- _WORK TO BE COMPLETED_
Look through the material and tally each line bearing the word "Done". Give only the total.

- _RECORD EXTRACTS_
====

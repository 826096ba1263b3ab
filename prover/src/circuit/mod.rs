pub mod hash;
pub mod merkle;
pub mod spend;
pub mod transfer;
pub mod withdraw;

pub use merkle::MerkleChecker;
pub use transfer::TransferCircuit;
pub use withdraw::WithdrawCircuit;
//! HTTP API
//!
//! axum server exposing proof jobs, the relayer and pool queries.

pub mod handlers;
pub mod routes;
pub mod types;

pub use handlers::{ApiError, ApiState};
pub use routes::create_router;
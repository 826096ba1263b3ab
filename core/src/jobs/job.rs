//! Proof job records and their public snapshot.

use std::fmt;

use chrono::{DateTime, Utc};
use serde::{Deserialize, Serialize};
use uuid::Uuid;
use whalevault_privacy::{Commitment, Nullifier, Secret};
use whalevault_prover::{ProofKind, ProofOutput, ProofStage};

use crate::error::Classify;
use crate::ledger::TxSignature;

#[derive(Debug, Clone, Copy, PartialEq, Eq, Hash, Serialize, Deserialize)]
#[serde(transparent)]
pub struct JobId(pub Uuid);

impl JobId {
    pub fn new() -> Self {
        Self(Uuid::new_v4())
    }
}

impl Default for JobId {
    fn default() -> Self {
        Self::new()
    }
}

impl fmt::Display for JobId {
    fn fmt(&self, f: &mut fmt::Formatter<'_>) -> fmt::Result {
        fmt::Display::fmt(&self.0, f)
    }
}

impl std::str::FromStr for JobId {
    type Err = uuid::Error;

    fn from_str(s: &str) -> Result<Self, Self::Err> {
        Ok(Self(s.parse()?))
    }
}

/// `pending -> generating -> completed | failed`
#[derive(Debug, Clone, Copy, PartialEq, Eq, Serialize, Deserialize)]
#[serde(rename_all = "snake_case")]
pub enum JobStatus {
    Pending,
    Generating,
    Completed,
    Failed,
}

impl JobStatus {
    pub fn is_terminal(self) -> bool {
        matches!(self, JobStatus::Completed | JobStatus::Failed)
    }
}

/// Structured failure kept on a failed job.
#[derive(Debug, Clone, PartialEq, Eq, Serialize, Deserialize)]
pub struct JobError {
    pub code: String,
    pub message: String,
}

impl JobError {
    pub fn new(code: impl Into<String>, message: impl Into<String>) -> Self {
        Self {
            code: code.into(),
            message: message.into(),
        }
    }
}

pub(crate) fn job_err<E: Classify + fmt::Display>(e: &E) -> JobError {
    JobError::new(e.code(), e.to_string())
}

#[derive(Debug, Clone, PartialEq)]
pub enum RelayState {
    NotRelayed,
    InFlight,
    Done(TxSignature),
}

/// Everything the orchestrator tracks for one job.
///
/// The only secret ever stored here is the recipient secret of a transfer,
/// kept until the relay hands it back to the sender.
#[derive(Debug, Clone)]
pub struct ProofJob {
    pub id: JobId,
    pub kind: ProofKind,
    pub status: JobStatus,
    pub progress: u8,
    pub stage: ProofStage,
    pub amount: u64,
    /// Withdraw recipient bytes
    pub recipient: Option<[u8; 32]>,
    pub nullifier: Nullifier,
    pub new_commitment: Option<Commitment>,
    pub recipient_secret: Option<Secret>,
    pub output: Option<ProofOutput>,
    pub error: Option<JobError>,
    pub created_at: DateTime<Utc>,
    pub finished_at: Option<DateTime<Utc>>,
    pub relay: RelayState,
}

impl ProofJob {
    pub fn new(kind: ProofKind, amount: u64, nullifier: Nullifier) -> Self {
        Self {
            id: JobId::new(),
            kind,
            status: JobStatus::Pending,
            progress: 0,
            stage: ProofStage::Initializing,
            amount,
            recipient: None,
            nullifier,
            new_commitment: None,
            recipient_secret: None,
            output: None,
            error: None,
            created_at: Utc::now(),
            finished_at: None,
            relay: RelayState::NotRelayed,
        }
    }

    pub fn complete(&mut self, output: ProofOutput) {
        self.status = JobStatus::Completed;
        self.progress = 100;
        self.stage = ProofStage::Finalizing;
        self.output = Some(output);
        self.finished_at = Some(Utc::now());
    }

    /// Failing a transfer job also drops the recipient secret; nobody will
    /// relay it.
    pub fn fail(&mut self, error: JobError) {
        self.status = JobStatus::Failed;
        self.error = Some(error);
        self.recipient_secret = None;
        self.finished_at = Some(Utc::now());
    }

    pub fn snapshot(&self) -> JobSnapshot {
        let result = self.output.as_ref().map(|output| ProofResult {
            proof: hex::encode(&output.proof),
            public_inputs: output.public_inputs.iter().map(hex::encode).collect(),
            nullifier: self.nullifier.to_hex(),
            root: output.public_inputs.first().map(hex::encode).unwrap_or_default(),
            new_commitment: self.new_commitment.map(|c| c.to_hex()),
            proving_time_ms: output.proving_time_ms,
        });

        JobSnapshot {
            job_id: self.id,
            kind: self.kind,
            status: self.status,
            progress: self.progress,
            stage: self.stage,
            result,
            error: self.error.clone(),
            created_at: self.created_at,
            finished_at: self.finished_at,
            relayed: matches!(self.relay, RelayState::Done(_)),
        }
    }
}

#[derive(Debug, Clone, PartialEq, Serialize, Deserialize)]
#[serde(rename_all = "camelCase")]
pub struct ProofResult {
    pub proof: String,
    pub public_inputs: Vec<String>,
    pub nullifier: String,
    pub root: String,
    #[serde(default, skip_serializing_if = "Option::is_none")]
    pub new_commitment: Option<String>,
    pub proving_time_ms: u64,
}

/// Job state as reported to pollers. Never carries a secret.
#[derive(Debug, Clone, PartialEq, Serialize, Deserialize)]
#[serde(rename_all = "camelCase")]
pub struct JobSnapshot {
    pub job_id: JobId,
    pub kind: ProofKind,
    pub status: JobStatus,
    pub progress: u8,
    pub stage: ProofStage,
    #[serde(default, skip_serializing_if = "Option::is_none")]
    pub result: Option<ProofResult>,
    #[serde(default, skip_serializing_if = "Option::is_none")]
    pub error: Option<JobError>,
    pub created_at: DateTime<Utc>,
    #[serde(default, skip_serializing_if = "Option::is_none")]
    pub finished_at: Option<DateTime<Utc>>,
    #[serde(default)]
    pub relayed: bool,
}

====

- _WRITTEN RESPONSE_
2